-- Data follows --
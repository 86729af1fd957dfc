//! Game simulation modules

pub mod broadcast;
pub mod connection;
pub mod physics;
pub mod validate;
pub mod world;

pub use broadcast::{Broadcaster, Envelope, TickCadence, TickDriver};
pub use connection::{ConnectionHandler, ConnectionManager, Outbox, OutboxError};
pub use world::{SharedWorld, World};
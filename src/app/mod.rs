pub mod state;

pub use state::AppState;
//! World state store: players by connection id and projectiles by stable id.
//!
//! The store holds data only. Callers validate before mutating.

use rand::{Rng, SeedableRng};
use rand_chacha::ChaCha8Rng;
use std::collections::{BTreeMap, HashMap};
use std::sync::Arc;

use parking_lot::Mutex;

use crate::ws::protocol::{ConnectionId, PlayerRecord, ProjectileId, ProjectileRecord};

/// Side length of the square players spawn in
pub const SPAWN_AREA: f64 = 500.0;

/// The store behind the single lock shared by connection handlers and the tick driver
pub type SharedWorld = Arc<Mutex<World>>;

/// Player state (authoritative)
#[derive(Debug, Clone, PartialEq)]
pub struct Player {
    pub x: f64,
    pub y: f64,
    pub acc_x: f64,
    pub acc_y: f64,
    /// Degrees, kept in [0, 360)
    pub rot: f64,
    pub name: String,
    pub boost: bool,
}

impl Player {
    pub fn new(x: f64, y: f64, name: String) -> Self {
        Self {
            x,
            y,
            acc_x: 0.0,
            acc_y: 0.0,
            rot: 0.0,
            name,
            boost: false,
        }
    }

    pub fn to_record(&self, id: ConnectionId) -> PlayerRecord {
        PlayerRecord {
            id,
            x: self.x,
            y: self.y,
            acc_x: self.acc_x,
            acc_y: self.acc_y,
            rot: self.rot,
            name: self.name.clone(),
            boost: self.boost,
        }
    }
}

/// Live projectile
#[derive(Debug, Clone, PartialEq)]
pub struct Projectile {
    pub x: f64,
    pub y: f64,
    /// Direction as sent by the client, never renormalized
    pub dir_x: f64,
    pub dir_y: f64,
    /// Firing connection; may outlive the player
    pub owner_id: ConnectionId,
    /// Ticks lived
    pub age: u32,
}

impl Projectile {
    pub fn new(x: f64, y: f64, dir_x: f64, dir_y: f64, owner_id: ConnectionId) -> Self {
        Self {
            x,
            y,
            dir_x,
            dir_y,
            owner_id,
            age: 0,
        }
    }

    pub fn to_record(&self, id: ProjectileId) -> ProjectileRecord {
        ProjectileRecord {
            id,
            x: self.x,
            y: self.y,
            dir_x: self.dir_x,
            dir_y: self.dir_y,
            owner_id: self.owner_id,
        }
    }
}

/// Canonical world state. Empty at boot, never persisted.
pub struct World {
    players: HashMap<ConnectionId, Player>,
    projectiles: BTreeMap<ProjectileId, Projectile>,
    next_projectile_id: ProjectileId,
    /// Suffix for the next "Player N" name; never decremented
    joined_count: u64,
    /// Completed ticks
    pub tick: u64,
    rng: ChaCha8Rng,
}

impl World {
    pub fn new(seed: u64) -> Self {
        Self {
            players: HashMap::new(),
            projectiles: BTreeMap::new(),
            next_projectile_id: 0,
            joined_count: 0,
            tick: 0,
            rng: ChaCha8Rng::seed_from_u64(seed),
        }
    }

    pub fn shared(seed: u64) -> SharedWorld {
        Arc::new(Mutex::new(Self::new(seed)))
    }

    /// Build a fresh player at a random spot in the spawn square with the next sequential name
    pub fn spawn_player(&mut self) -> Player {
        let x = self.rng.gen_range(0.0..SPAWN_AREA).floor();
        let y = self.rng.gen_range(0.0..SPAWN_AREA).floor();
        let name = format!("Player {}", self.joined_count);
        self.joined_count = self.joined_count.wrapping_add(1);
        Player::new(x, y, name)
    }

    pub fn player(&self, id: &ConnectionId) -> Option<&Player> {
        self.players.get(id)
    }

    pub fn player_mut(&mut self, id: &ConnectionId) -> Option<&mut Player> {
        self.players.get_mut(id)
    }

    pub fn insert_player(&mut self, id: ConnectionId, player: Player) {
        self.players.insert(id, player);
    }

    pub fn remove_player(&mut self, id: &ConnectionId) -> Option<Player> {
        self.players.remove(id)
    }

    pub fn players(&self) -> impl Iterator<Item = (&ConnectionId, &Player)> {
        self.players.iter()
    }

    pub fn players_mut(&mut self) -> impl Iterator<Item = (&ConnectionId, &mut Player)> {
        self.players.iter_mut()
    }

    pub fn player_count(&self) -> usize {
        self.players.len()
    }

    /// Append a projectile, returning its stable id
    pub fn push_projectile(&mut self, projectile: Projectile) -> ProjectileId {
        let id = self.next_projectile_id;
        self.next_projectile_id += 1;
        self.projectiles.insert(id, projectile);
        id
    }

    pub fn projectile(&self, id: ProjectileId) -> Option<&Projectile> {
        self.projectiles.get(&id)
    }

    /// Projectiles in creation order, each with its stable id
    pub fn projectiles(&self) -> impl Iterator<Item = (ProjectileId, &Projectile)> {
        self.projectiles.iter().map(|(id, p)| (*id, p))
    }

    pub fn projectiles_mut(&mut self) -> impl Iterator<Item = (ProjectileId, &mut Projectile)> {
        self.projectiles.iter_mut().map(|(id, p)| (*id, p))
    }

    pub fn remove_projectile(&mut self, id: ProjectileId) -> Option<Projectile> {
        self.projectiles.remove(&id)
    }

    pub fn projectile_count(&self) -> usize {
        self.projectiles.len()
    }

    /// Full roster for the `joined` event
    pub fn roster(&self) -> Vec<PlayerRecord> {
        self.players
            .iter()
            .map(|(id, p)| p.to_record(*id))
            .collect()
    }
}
-- Data concluded --
### Instructions for the task
Look over the entries above. Copy every line that contains the word "state".

### Task output
pub mod state;
pub use state::AppState;
//! World state store: players by connection id and projectiles by stable id.
/// Player state (authoritative)
/// Canonical world state. Empty at boot, never persisted.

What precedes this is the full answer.